▶ [WHAT IS REQUIRED] Reproduce, from the lines below, exactly the stretch that begins at the line containing "Button::RightStickBottom => &mut" and ends at the line containing "l_left: self.l_left |", both included.

[Collected data entries]

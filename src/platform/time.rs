//! Frame pacing and FPS measurement

use std::time::Duration;

/// Fixed-interval frame scheduler
///
/// Each frame is given `interval`; whatever the frame did not use is
/// returned as the delay before the next one. Overruns are counted but never
/// caught up.
#[derive(Debug, Clone)]
pub struct FrameScheduler {
    interval: Duration,
    last_cost: Duration,
    frames: u64,
    overruns: u64,
}

impl FrameScheduler {
    pub fn new(interval: Duration) -> Self {
        Self {
            interval,
            last_cost: Duration::ZERO,
            frames: 0,
            overruns: 0,
        }
    }

    pub fn interval(&self) -> Duration {
        self.interval
    }

    /// Record a finished frame; returns how long to wait before the next one
    pub fn finish_frame(&mut self, cost: Duration) -> Duration {
        self.frames += 1;
        self.last_cost = cost;
        if cost >= self.interval {
            self.overruns += 1;
        }
        self.interval.saturating_sub(cost)
    }

    pub fn last_cost(&self) -> Duration {
        self.last_cost
    }

    pub fn frames(&self) -> u64 {
        self.frames
    }

    /// Frames that used their whole budget or more
    pub fn overruns(&self) -> u64 {
        self.overruns
    }
}

/// Frames counted per wall-clock window of a little over one second
///
/// Times are offsets from any fixed start (e.g. `Instant::elapsed`).
#[derive(Debug, Clone)]
pub struct FpsCounter {
    window_start: Duration,
    count: u32,
    shown: u32,
}

impl FpsCounter {
    const WINDOW: Duration = Duration::from_millis(1000);

    pub fn new(now: Duration) -> Self {
        Self {
            window_start: now,
            count: 0,
            shown: 0,
        }
    }

    /// Call at the start of each frame
    pub fn frame(&mut self, now: Duration) {
        if now.saturating_sub(self.window_start) > Self::WINDOW {
            self.shown = self.count;
            self.count = 1;
            self.window_start = now;
        } else {
            self.count += 1;
        }
    }

    /// Count from the last completed window
    pub fn shown(&self) -> u32 {
        self.shown
    }
}
//! Per-frame input snapshot consumed by the simulation

use std::ops::{BitOr, BitOrAssign};

use serde::{Deserialize, Serialize};

/// Ten logical buttons: two virtual sticks plus two action buttons
#[derive(Debug, Clone, Copy, Default, PartialEq, Eq, Serialize, Deserialize)]
pub struct InputState {
    /// Left stick: movement and thrust
    pub l_left: bool,
    pub l_right: bool,
    pub l_top: bool,
    pub l_bottom: bool,
    /// Right stick: facing and aim
    pub r_left: bool,
    pub r_right: bool,
    pub r_top: bool,
    pub r_bottom: bool,
    pub a: bool,
    /// Fire
    pub b: bool,
}

/// Logical button identifiers, used by key bindings
#[derive(Debug, Clone, Copy, PartialEq, Eq, Hash, Serialize, Deserialize)]
pub enum Button {
    LeftStickLeft,
    LeftStickRight,
    LeftStickTop,
    LeftStickBottom,
    RightStickLeft,
    RightStickRight,
    RightStickTop,
    RightStickBottom,
    A,
    B,
}

/// HUD glyph per button, in display order
const HUD_GLYPHS: [(Button, char); 10] = [
    (Button::LeftStickLeft, 'L'),
    (Button::LeftStickTop, 'T'),
    (Button::LeftStickRight, 'R'),
    (Button::LeftStickBottom, 'B'),
    (Button::RightStickLeft, 'l'),
    (Button::RightStickTop, 't'),
    (Button::RightStickRight, 'r'),
    (Button::RightStickBottom, 'b'),
    (Button::A, 'A'),
    (Button::B, 'B'),
];

impl InputState {
    pub fn is_pressed(&self, button: Button) -> bool {
        match button {
            Button::LeftStickLeft => self.l_left,
            Button::LeftStickRight => self.l_right,
            Button::LeftStickTop => self.l_top,
            Button::LeftStickBottom => self.l_bottom,
            Button::RightStickLeft => self.r_left,
            Button::RightStickRight => self.r_right,
            Button::RightStickTop => self.r_top,
            Button::RightStickBottom => self.r_bottom,
            Button::A => self.a,
            Button::B => self.b,
        }
    }

    pub fn set(&mut self, button: Button, pressed: bool) {
        let flag = match button {
            Button::LeftStickLeft => &mut self.l_left,
            Button::LeftStickRight => &mut self.l_right,
            Button::LeftStickTop => &mut self.l_top,
            Button::LeftStickBottom => &mut self.l_bottom,
            Button::RightStickLeft => &mut self.r_left,
            Button::RightStickRight => &mut self.r_right,
            Button::RightStickTop => &mut self.r_top,
            Button::RightStickBottom => &mut self.r_bottom,
            Button::A => &mut self.a,
            Button::B => &mut self.b,
        };
        *flag = pressed;
    }

    /// Ten-character HUD label, `_` for released buttons
    ///
    /// Order: `L T R B l t r b A B` (left stick, right stick, buttons).
    pub fn hud_label(&self) -> String {
        HUD_GLYPHS
            .iter()
            .map(|&(button, c)| if self.is_pressed(button) { c } else { '_' })
            .collect()
    }
}

impl BitOr for InputState {
    type Output = Self;

    fn bitor(self, rhs: Self) -> Self {
        Self {
            l_left: self.l_left | rhs.l_left,
            l_right: self.l_right | rhs.l_right,
            l_top: self.l_top | rhs.l_top,
            l_bottom: self.l_bottom | rhs.l_bottom,
            r_left: self.r_left | rhs.r_left,
            r_right: self.r_right | rhs.r_right,
            r_top: self.r_top | rhs.r_top,
            r_bottom: self.r_bottom | rhs.r_bottom,
            a: self.a | rhs.a,
            b: self.b | rhs.b,
        }
    }
}

impl BitOrAssign for InputState {
    fn bitor_assign(&mut self, rhs: Self) {
        *self = *self | rhs;
    }
}
//! Game settings and preferences
//!
//! Stored as JSON. Missing fields take their defaults, so an old or partial
//! file still loads.

use std::fs;
use std::path::Path;
use std::time::Duration;

use serde::{Deserialize, Serialize};
use thiserror::Error;

use crate::consts::FRAME_INTERVAL_MS;
use crate::platform::DEFAULT_AXIS_THRESHOLD;

/// Errors that can occur while loading or saving settings.
#[derive(Debug, Error)]
pub enum SettingsError {
    #[error("settings I/O error: {0}")]
    Io(#[from] std::io::Error),

    #[error("settings parse error: {0}")]
    Parse(#[from] serde_json::Error),

    #[error("invalid setting `{field}`: {reason}")]
    Invalid { field: &'static str, reason: String },
}

/// Game settings/preferences
#[derive(Debug, Clone, PartialEq, Serialize, Deserialize)]
#[serde(default)]
pub struct Settings {
    // === HUD ===
    /// Show FPS and entity count
    pub show_fps: bool,
    /// Show the controller state line
    pub show_input: bool,

    // === Timing ===
    /// Nominal frame interval in milliseconds
    pub frame_interval_ms: u64,

    // === Input ===
    /// Stick deflection needed to register a direction (0.0 - 1.0)
    pub axis_threshold: f32,

    // === Headless demo ===
    /// Seed for the scripted pilot
    pub demo_seed: u64,
    /// Frames to run before exiting
    pub demo_frames: u64,
}

impl Default for Settings {
    fn default() -> Self {
        Self {
            show_fps: true,
            show_input: true,

            frame_interval_ms: FRAME_INTERVAL_MS,

            axis_threshold: DEFAULT_AXIS_THRESHOLD,

            demo_seed: 0x5eed,
            demo_frames: 300,
        }
    }
}

impl Settings {
    /// Frame interval as a `Duration`
    pub fn frame_interval(&self) -> Duration {
        Duration::from_millis(self.frame_interval_ms)
    }

    /// Parse and validate settings from JSON text
    pub fn from_json(json: &str) -> Result<Self, SettingsError> {
        let settings: Settings = serde_json::from_str(json)?;
        settings.validate()?;
        Ok(settings)
    }

    pub fn validate(&self) -> Result<(), SettingsError> {
        if self.frame_interval_ms == 0 {
            return Err(SettingsError::Invalid {
                field: "frame_interval_ms",
                reason: "must be at least 1".to_string(),
            });
        }
        if !(0.0..1.0).contains(&self.axis_threshold) {
            return Err(SettingsError::Invalid {
                field: "axis_threshold",
                reason: format!("{} is outside [0, 1)", self.axis_threshold),
            });
        }
        Ok(())
    }

    /// Load settings from a JSON file
    pub fn load(path: impl AsRef<Path>) -> Result<Self, SettingsError> {
        let path = path.as_ref();
        let json = fs::read_to_string(path)?;
        let settings = Self::from_json(&json)?;
        log::info!("Loaded settings from {}", path.display());
        Ok(settings)
    }

    /// Save settings as pretty-printed JSON
    pub fn save(&self, path: impl AsRef<Path>) -> Result<(), SettingsError> {
        let path = path.as_ref();
        let json = serde_json::to_string_pretty(self)?;
        fs::write(path, json)?;
        log::info!("Settings saved to {}", path.display());
        Ok(())
    }
}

▶ [ANSWER TO THIS TASK]
            Button::RightStickBottom => &mut self.r_bottom,
            Button::A => &mut self.a,
            Button::B => &mut self.b,
        };
        *flag = pressed;
    }

    /// Ten-character HUD label, `_` for released buttons
    ///
    /// Order: `L T R B l t r b A B` (left stick, right stick, buttons).
    pub fn hud_label(&self) -> String {
        HUD_GLYPHS
            .iter()
            .map(|&(button, c)| if self.is_pressed(button) { c } else { '_' })
            .collect()
    }
}

impl BitOr for InputState {
    type Output = Self;

    fn bitor(self, rhs: Self) -> Self {
        Self {
            l_left: self.l_left | rhs.l_left,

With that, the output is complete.